Dataset records:

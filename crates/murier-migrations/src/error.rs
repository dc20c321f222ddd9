//! Migration-engine failures.

use murier_backends::BackendError;
use murier_core::exception::MetadataError;
use thiserror::Error;

#[derive(Debug, Error)]
pub enum MigrationError {
	#[error(transparent)]
	Metadata(#[from] MetadataError),

	#[error(transparent)]
	Backend(#[from] BackendError),

	#[error(transparent)]
	Io(#[from] std::io::Error),

	/// Introspection returned a shape the comparer cannot classify.
	#[error("schema mismatch: {message}")]
	SchemaMismatch { message: String },

	/// A version string outside `^[0-9]{12}$`.
	#[error("invalid migration version `{version}`")]
	InvalidVersion { version: String },

	/// Two registered migrations share a version.
	#[error("duplicate migration version `{version}`")]
	DuplicateVersion { version: String },

	/// A history row references a migration the registry does not know.
	#[error("unknown migration `{version}`")]
	UnknownMigration { version: String },

	/// A failure while running or rolling back one migration. The rest of
	/// the sequence is aborted; earlier history rows stay intact.
	#[error("migration `{version}` failed: {cause}")]
	MigrationFailed {
		version: String,
		#[source]
		cause: Box<MigrationError>,
	},
}

impl MigrationError {
	/// Wrap a failure with the version it occurred in.
	pub fn failed(version: impl Into<String>, cause: MigrationError) -> Self {
		MigrationError::MigrationFailed {
			version: version.into(),
			cause: Box::new(cause),
		}
	}
}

What to do: What this exercise asks for is every line of the data above with the word "history".

Task response:
	/// A history row references a migration the registry does not know.
	/// the sequence is aborted; earlier history rows stay intact.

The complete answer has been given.